Eppure, a partire dal Farro Dicoccum, la cui semola è ottima per pane, focacce e pizze, e dal Farro Monococco vero e proprio antenato dell’attuale grano duro, ricco di benefiche proprietà nutrizionali, esistono altre tipologie di granaglie accomunate dall’appartenenza alla categoria dei cosiddetti ‘grani antichi’, dai quali ottenere farine meno fini, ma più sane perché ricche di vitamine, enzimi, sali minerali. È il caso, per esempio, delle varietà ‘Timilia’ o ‘Saragolla’ o ‘Perciasacchi’ o della più recente varietà ‘Senatore Cappelli’, caratterizzate da composizioni proteiche più facilmente digeribili, con importante contenuto in vitamine e oligoelementi come potassio, calcio, zinco, magnesio, a basso carico glicemico e a ridotto indice di glutine rispetto ai grani moderni, soprattutto a quelli di importazione.
La produzione di farine dai grani nobili storicamente noti alle nostre popolazioni e la preparazione di prodotti alimentari con tali frumenti del tutto equivalenti per gusto ed aspetto a quelli comunemente utilizzati nell’alimentazione mediterranea, potrebbe rappresentare addirittura un’alternativa terapeutica tanto ricercata a supporto della crescente popolazione di soggetti sensibili al glutine seppur non celiaci. Tra l’altro, i prodotti composti con farine derivanti da grani più facilmente assimilabili e con più basso indice di glutine potrebbero essere destinati non solo alla fascia della popolazione sensibile al glutine, ma anche a tutta la restante popolazione con l’obiettivo di realizzare, in maniera del tutto innovativa, una progressiva riduzione dei livelli progressivamente crescenti di sensibilizzazione patologica dell’intera popolazione nei confronti del glutine.

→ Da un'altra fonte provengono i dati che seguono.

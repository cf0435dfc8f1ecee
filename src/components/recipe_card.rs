use leptos::prelude::*;

use crate::draft::format_quantity;
use crate::models::Recipe;

const PREVIEW_INGREDIENTS: usize = 3;

/// Short labels for the estimated fields that are set.
pub fn estimate_badges(recipe: &Recipe) -> Vec<String> {
    let mut badges = Vec::new();
    if let Some(minutes) = recipe.prep_minutes() {
        badges.push(format!("{} min", minutes));
    }
    if let Some(kcal) = recipe.calories() {
        badges.push(format!("{:.0} kcal", kcal));
    }
    if let Some(cost) = recipe.cost() {
        badges.push(format!("R$ {:.2}", cost));
    }
    badges
}

#[component]
pub fn RecipeCard(
    recipe: Recipe,
    #[prop(optional, into)] on_view: Option<Callback<Recipe>>,
    #[prop(optional, into)] on_add: Option<Callback<Recipe>>,
    #[prop(optional, into)] on_copy: Option<Callback<Recipe>>,
    #[prop(optional, into)] on_edit: Option<Callback<Recipe>>,
    #[prop(optional, into)] on_delete: Option<Callback<Recipe>>,
) -> impl IntoView {
    let summary = format!(
        "{} porções \u{2022} {} ingredientes",
        recipe.portions,
        recipe.ingredients.len()
    );
    let badges = estimate_badges(&recipe);
    let extra = recipe.ingredients.len().saturating_sub(PREVIEW_INGREDIENTS);
    let preview: Vec<_> = recipe
        .ingredients
        .iter()
        .take(PREVIEW_INGREDIENTS)
        .map(|i| {
            view! {
                <li class="ingredient-preview">
                    {format!("{} ({} {})", i.name, format_quantity(i.quantity), i.unit)}
                </li>
            }
        })
        .collect();
    let image = recipe.image().map(String::from);
    let notes = (!recipe.notes.is_empty()).then(|| recipe.notes.clone());
    let tags = recipe.restrictions.clone();

    let action = move |cb: Option<Callback<Recipe>>, label: &'static str, class: &'static str, recipe: Recipe| {
        cb.map(|cb| {
            view! {
                <button class=class on:click=move |_| cb.run(recipe.clone())>{label}</button>
            }
        })
    };

    view! {
        <div class="card recipe-card">
            {image.map(|src| view! { <img class="recipe-image" src=src alt="" /> })}
            <div class="card-header">
                <h3
                    class="recipe-title"
                    class:clickable=on_view.is_some()
                    on:click={
                        let recipe = recipe.clone();
                        move |_| {
                            if let Some(cb) = on_view {
                                cb.run(recipe.clone());
                            }
                        }
                    }
                >
                    {recipe.name.clone()}
                </h3>
                <p class="card-description">{summary}</p>
            </div>
            <div class="card-body">
                {(!badges.is_empty()).then(|| view! {
                    <div class="badge-row">
                        {badges.into_iter().map(|b| view! { <span class="badge">{b}</span> }).collect::<Vec<_>>()}
                    </div>
                })}
                {(!tags.is_empty()).then(|| view! {
                    <div class="tag-row">
                        {tags.into_iter().map(|t| view! { <span class="tag">{t}</span> }).collect::<Vec<_>>()}
                    </div>
                })}
                {notes.map(|n| view! { <p class="recipe-notes">{n}</p> })}
                <ul class="ingredient-preview-list">{preview}</ul>
                {(extra > 0).then(|| view! { <p class="ingredient-more">{format!("+ {} mais", extra)}</p> })}
            </div>
            <div class="card-footer">
                {action(on_add, "Adicionar à lista", "btn btn-success btn-small", recipe.clone())}
                {action(on_copy, "Copiar", "btn btn-primary btn-small", recipe.clone())}
                {action(on_edit, "Editar", "btn btn-outline btn-small", recipe.clone())}
                {action(on_delete, "Excluir", "btn btn-delete btn-small", recipe.clone())}
            </div>
        </div>
    }
}

#[cfg(test)]
mod tests {
    use super::*;

    #[test]
    fn test_badges_skip_unset_estimates() {
        let recipe: Recipe = serde_json::from_str(
            r#"{"id": "r", "name": "Sopa", "portions": 2, "ingredients": [],
                "tempo_preparo": 40, "calorias_por_porcao": 0, "custo_estimado": 12.5}"#,
        )
        .unwrap();
        assert_eq!(estimate_badges(&recipe), vec!["40 min".to_string(), "R$ 12.50".to_string()]);
    }
}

Si configura l’ipotesi realistica che il ritorno ad una produzione autoctona del grano (ma poi non solo del grano) che riconquisti l’autosufficienza confidando nelle proprie risorse e nelle proprie conoscenze, possa risultare utile per soddisfare le richieste che partono dalle condizioni cliniche di persone con specifiche esigenze alimentari, per consentire loro di evitare riaccensioni sintomatologiche inevitabilmente destinate ad evolvere verso la cronicità, ma anche per superare con successo situazioni che spesso limitano la convivialità e tendono ad escludere i rapporti sociali. Il tutto a supporto di un approvvigionamento di materie prime agricole con prodotto nazionale che, magari escludendo quegli acquisti speculativi denunciati da Coldiretti, possa favorire ed implementare più adeguati e proficui contratti di filiera, dall’agricoltore al consumatore.